● **ASSIGNMENT**:
Return the data that follows exactly. Include every line.

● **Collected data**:
//! Error taxonomy for the faraid computation core.
//!
//! Every fallible entry point in this crate returns `Result<T, Error>`.
//! Errors are plain values: there is no retry logic and nothing in the
//! pipeline panics on caller-supplied data (panics are reserved for
//! genuinely unreachable branches, and those are documented at the
//! `unreachable!()` call site rather than left to this enum).

/// The three-member error taxonomy, plus the arithmetic-primitive failures
/// that can only arise from a malformed input and are therefore folded into
/// [`Error::InvalidInput`].
#[derive(Debug, Clone, PartialEq, Eq, thiserror::Error)]
#[cfg_attr(feature = "serde", derive(serde::Serialize, serde::Deserialize))]
pub enum Error {
    /// The caller-supplied input failed validation before any computation
    /// was attempted: unknown heir id, non-positive quantity, non-positive
    /// tirkah, or a duplicate heir category.
    #[error("invalid input: {reason}")]
    InvalidInput { reason: String },

    /// A variant path was detected but this engine does not (yet) compute
    /// it for the given heir subset.
    #[error("unsupported case: {reason}")]
    UnsupportedCase { reason: String },

    /// A post-computation invariant failed. This indicates a bug in
    /// the engine, not a problem with the caller's input. The derivation
    /// notes accumulated up to the point of failure are carried along so a
    /// caller that logs the error still has the audit trail.
    #[error("internal invariant violated: {reason}")]
    InvariantViolation { reason: String, notes: Vec<String> },
}

impl Error {
    /// Build an [`Error::InvalidInput`] from any `Display`-able reason.
    pub fn invalid_input(reason: impl Into<String>) -> Self {
        Self::InvalidInput {
            reason: reason.into(),
        }
    }

    /// Build an [`Error::UnsupportedCase`] from any `Display`-able reason.
    pub fn unsupported_case(reason: impl Into<String>) -> Self {
        Self::UnsupportedCase {
            reason: reason.into(),
        }
    }

    /// Build an [`Error::InvariantViolation`], capturing the notes trail
    /// accumulated so far.
    pub fn invariant_violation(reason: impl Into<String>, notes: &[String]) -> Self {
        Self::InvariantViolation {
            reason: reason.into(),
            notes: notes.to_vec(),
        }
    }
}
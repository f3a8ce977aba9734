//! Input value types.

use std::collections::BTreeMap;

use crate::error::Error;
use crate::heir::HeirCategory;

/// One heir present in the estate: a category and a head-count.
#[derive(Debug, Clone, Copy, PartialEq, Eq)]
#[cfg_attr(feature = "serde", derive(serde::Serialize, serde::Deserialize))]
#[cfg_attr(feature = "schema", derive(schemars::JsonSchema))]
pub struct HeirInput {
    pub category: HeirCategory,
    pub quantity: u32,
}

impl HeirInput {
    /// Build a `HeirInput`.
    ///
    /// # Errors
    ///
    /// Returns [`Error::InvalidInput`] if `quantity` is zero.
    pub fn new(category: HeirCategory, quantity: u32) -> Result<Self, Error> {
        if quantity == 0 {
            return Err(Error::invalid_input(format!(
                "quantity for {category:?} must be at least 1"
            )));
        }
        Ok(Self { category, quantity })
    }
}

/// The validated input to a single calculation: a heir set with
/// pairwise-distinct categories, and a positive tirkah (estate value, in the
/// smallest monetary unit the caller uses — this crate treats it as an
/// opaque positive integer and never inspects its currency).
#[derive(Debug, Clone, PartialEq, Eq)]
#[cfg_attr(feature = "serde", derive(serde::Serialize, serde::Deserialize))]
#[cfg_attr(feature = "schema", derive(schemars::JsonSchema))]
pub struct CalculationInput {
    pub heirs: Vec<HeirInput>,
    pub tirkah: u64,
}

/// Consuming builder for [`CalculationInput`], following this crate family's
/// `with_*` builder convention.
#[derive(Debug, Clone)]
pub struct CalculationInputBuilder {
    tirkah: u64,
    heirs: BTreeMap<HeirCategory, u32>,
}

impl CalculationInputBuilder {
    /// Start building with the given tirkah.
    #[must_use]
    pub fn new(tirkah: u64) -> Self {
        Self {
            tirkah,
            heirs: BTreeMap::new(),
        }
    }

    /// Add (or, if called twice for the same category, overwrite) a heir.
    #[must_use]
    pub fn with_heir(mut self, category: HeirCategory, quantity: u32) -> Self {
        self.heirs.insert(category, quantity);
        self
    }

    /// Validate and finish building.
    ///
    /// # Errors
    ///
    /// Returns [`Error::InvalidInput`] if `tirkah` is zero, if no heirs were
    /// added, or if any heir has quantity zero.
    pub fn build(self) -> Result<CalculationInput, Error> {
        if self.tirkah == 0 {
            return Err(Error::invalid_input("tirkah must be positive"));
        }
        if self.heirs.is_empty() {
            return Err(Error::invalid_input("at least one heir is required"));
        }
        let mut heirs = Vec::with_capacity(self.heirs.len());
        for (category, quantity) in self.heirs {
            heirs.push(HeirInput::new(category, quantity)?);
        }
        Ok(CalculationInput {
            heirs,
            tirkah: self.tirkah,
        })
    }
}

impl CalculationInput {
    /// True if `category` is present in the heir set.
    #[must_use]
    pub fn has(&self, category: HeirCategory) -> bool {
        self.heirs.iter().any(|h| h.category == category)
    }

    /// True if any of `categories` is present.
    #[must_use]
    pub fn has_any(&self, categories: &[HeirCategory]) -> bool {
        categories.iter().any(|c| self.has(*c))
    }

    /// The quantity of `category`, or 0 if absent.
    #[must_use]
    pub fn quantity_of(&self, category: HeirCategory) -> u32 {
        self.heirs
            .iter()
            .find(|h| h.category == category)
            .map_or(0, |h| h.quantity)
    }

    /// Total head-count across all six sibling categories.
    #[must_use]
    pub fn sibling_count(&self) -> u32 {
        self.heirs
            .iter()
            .filter(|h| h.category.is_sibling())
            .map(|h| h.quantity)
            .sum()
    }
}

#[cfg(test)]
mod tests {
    use super::*;

    #[test]
    fn builder_validates_empty_heirs() {
        let err = CalculationInputBuilder::new(100).build().unwrap_err();
        assert!(matches!(err, Error::InvalidInput { .. }));
    }

    #[test]
    fn builder_validates_zero_tirkah() {
        let err = CalculationInputBuilder::new(0)
            .with_heir(HeirCategory::Husband, 1)
            .build()
            .unwrap_err();
        assert!(matches!(err, Error::InvalidInput { .. }));
    }

    #[test]
    fn builder_dedupes_repeated_category() {
        let input = CalculationInputBuilder::new(100)
            .with_heir(HeirCategory::Daughter, 1)
            .with_heir(HeirCategory::Daughter, 2)
            .build()
            .unwrap();
        assert_eq!(input.heirs.len(), 1);
        assert_eq!(input.quantity_of(HeirCategory::Daughter), 2);
    }

    #[test]
    fn sibling_count_sums_all_six_categories() {
        let input = CalculationInputBuilder::new(100)
            .with_heir(HeirCategory::FullSister, 2)
            .with_heir(HeirCategory::MaternalBrother, 1)
            .build()
            .unwrap();
        assert_eq!(input.sibling_count(), 3);
    }
}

● **FINAL ANSWER**:
//! Error taxonomy for the faraid computation core.
//!
//! Every fallible entry point in this crate returns `Result<T, Error>`.
//! Errors are plain values: there is no retry logic and nothing in the
//! pipeline panics on caller-supplied data (panics are reserved for
//! genuinely unreachable branches, and those are documented at the
//! `unreachable!()` call site rather than left to this enum).

/// The three-member error taxonomy, plus the arithmetic-primitive failures
/// that can only arise from a malformed input and are therefore folded into
/// [`Error::InvalidInput`].
#[derive(Debug, Clone, PartialEq, Eq, thiserror::Error)]
#[cfg_attr(feature = "serde", derive(serde::Serialize, serde::Deserialize))]
pub enum Error {
    /// The caller-supplied input failed validation before any computation
    /// was attempted: unknown heir id, non-positive quantity, non-positive
    /// tirkah, or a duplicate heir category.
    #[error("invalid input: {reason}")]
    InvalidInput { reason: String },

    /// A variant path was detected but this engine does not (yet) compute
    /// it for the given heir subset.
    #[error("unsupported case: {reason}")]
    UnsupportedCase { reason: String },

    /// A post-computation invariant failed. This indicates a bug in
    /// the engine, not a problem with the caller's input. The derivation
    /// notes accumulated up to the point of failure are carried along so a
    /// caller that logs the error still has the audit trail.
    #[error("internal invariant violated: {reason}")]
    InvariantViolation { reason: String, notes: Vec<String> },
}

impl Error {
    /// Build an [`Error::InvalidInput`] from any `Display`-able reason.
    pub fn invalid_input(reason: impl Into<String>) -> Self {
        Self::InvalidInput {
            reason: reason.into(),
        }
    }

    /// Build an [`Error::UnsupportedCase`] from any `Display`-able reason.
    pub fn unsupported_case(reason: impl Into<String>) -> Self {
        Self::UnsupportedCase {
            reason: reason.into(),
        }
    }

    /// Build an [`Error::InvariantViolation`], capturing the notes trail
    /// accumulated so far.
    pub fn invariant_violation(reason: impl Into<String>, notes: &[String]) -> Self {
        Self::InvariantViolation {
            reason: reason.into(),
            notes: notes.to_vec(),
        }
    }
}
repository f3a8ce977aba9734
//! Input value types.

use std::collections::BTreeMap;

use crate::error::Error;
use crate::heir::HeirCategory;

/// One heir present in the estate: a category and a head-count.
#[derive(Debug, Clone, Copy, PartialEq, Eq)]
#[cfg_attr(feature = "serde", derive(serde::Serialize, serde::Deserialize))]
#[cfg_attr(feature = "schema", derive(schemars::JsonSchema))]
pub struct HeirInput {
    pub category: HeirCategory,
    pub quantity: u32,
}

impl HeirInput {
    /// Build a `HeirInput`.
    ///
    /// # Errors
    ///
    /// Returns [`Error::InvalidInput`] if `quantity` is zero.
    pub fn new(category: HeirCategory, quantity: u32) -> Result<Self, Error> {
        if quantity == 0 {
            return Err(Error::invalid_input(format!(
                "quantity for {category:?} must be at least 1"
            )));
        }
        Ok(Self { category, quantity })
    }
}

/// The validated input to a single calculation: a heir set with
/// pairwise-distinct categories, and a positive tirkah (estate value, in the
/// smallest monetary unit the caller uses — this crate treats it as an
/// opaque positive integer and never inspects its currency).
#[derive(Debug, Clone, PartialEq, Eq)]
#[cfg_attr(feature = "serde", derive(serde::Serialize, serde::Deserialize))]
#[cfg_attr(feature = "schema", derive(schemars::JsonSchema))]
pub struct CalculationInput {
    pub heirs: Vec<HeirInput>,
    pub tirkah: u64,
}

/// Consuming builder for [`CalculationInput`], following this crate family's
/// `with_*` builder convention.
#[derive(Debug, Clone)]
pub struct CalculationInputBuilder {
    tirkah: u64,
    heirs: BTreeMap<HeirCategory, u32>,
}

impl CalculationInputBuilder {
    /// Start building with the given tirkah.
    #[must_use]
    pub fn new(tirkah: u64) -> Self {
        Self {
            tirkah,
            heirs: BTreeMap::new(),
        }
    }

    /// Add (or, if called twice for the same category, overwrite) a heir.
    #[must_use]
    pub fn with_heir(mut self, category: HeirCategory, quantity: u32) -> Self {
        self.heirs.insert(category, quantity);
        self
    }

    /// Validate and finish building.
    ///
    /// # Errors
    ///
    /// Returns [`Error::InvalidInput`] if `tirkah` is zero, if no heirs were
    /// added, or if any heir has quantity zero.
    pub fn build(self) -> Result<CalculationInput, Error> {
        if self.tirkah == 0 {
            return Err(Error::invalid_input("tirkah must be positive"));
        }
        if self.heirs.is_empty() {
            return Err(Error::invalid_input("at least one heir is required"));
        }
        let mut heirs = Vec::with_capacity(self.heirs.len());
        for (category, quantity) in self.heirs {
            heirs.push(HeirInput::new(category, quantity)?);
        }
        Ok(CalculationInput {
            heirs,
            tirkah: self.tirkah,
        })
    }
}

impl CalculationInput {
    /// True if `category` is present in the heir set.
    #[must_use]
    pub fn has(&self, category: HeirCategory) -> bool {
        self.heirs.iter().any(|h| h.category == category)
    }

    /// True if any of `categories` is present.
    #[must_use]
    pub fn has_any(&self, categories: &[HeirCategory]) -> bool {
        categories.iter().any(|c| self.has(*c))
    }

    /// The quantity of `category`, or 0 if absent.
    #[must_use]
    pub fn quantity_of(&self, category: HeirCategory) -> u32 {
        self.heirs
            .iter()
            .find(|h| h.category == category)
            .map_or(0, |h| h.quantity)
    }

    /// Total head-count across all six sibling categories.
    #[must_use]
    pub fn sibling_count(&self) -> u32 {
        self.heirs
            .iter()
            .filter(|h| h.category.is_sibling())
            .map(|h| h.quantity)
            .sum()
    }
}

#[cfg(test)]
mod tests {
    use super::*;

    #[test]
    fn builder_validates_empty_heirs() {
        let err = CalculationInputBuilder::new(100).build().unwrap_err();
        assert!(matches!(err, Error::InvalidInput { .. }));
    }

    #[test]
    fn builder_validates_zero_tirkah() {
        let err = CalculationInputBuilder::new(0)
            .with_heir(HeirCategory::Husband, 1)
            .build()
            .unwrap_err();
        assert!(matches!(err, Error::InvalidInput { .. }));
    }

    #[test]
    fn builder_dedupes_repeated_category() {
        let input = CalculationInputBuilder::new(100)
            .with_heir(HeirCategory::Daughter, 1)
            .with_heir(HeirCategory::Daughter, 2)
            .build()
            .unwrap();
        assert_eq!(input.heirs.len(), 1);
        assert_eq!(input.quantity_of(HeirCategory::Daughter), 2);
    }

    #[test]
    fn sibling_count_sums_all_six_categories() {
        let input = CalculationInputBuilder::new(100)
            .with_heir(HeirCategory::FullSister, 2)
            .with_heir(HeirCategory::MaternalBrother, 1)
            .build()
            .unwrap();
        assert_eq!(input.sibling_count(), 3);
    }
}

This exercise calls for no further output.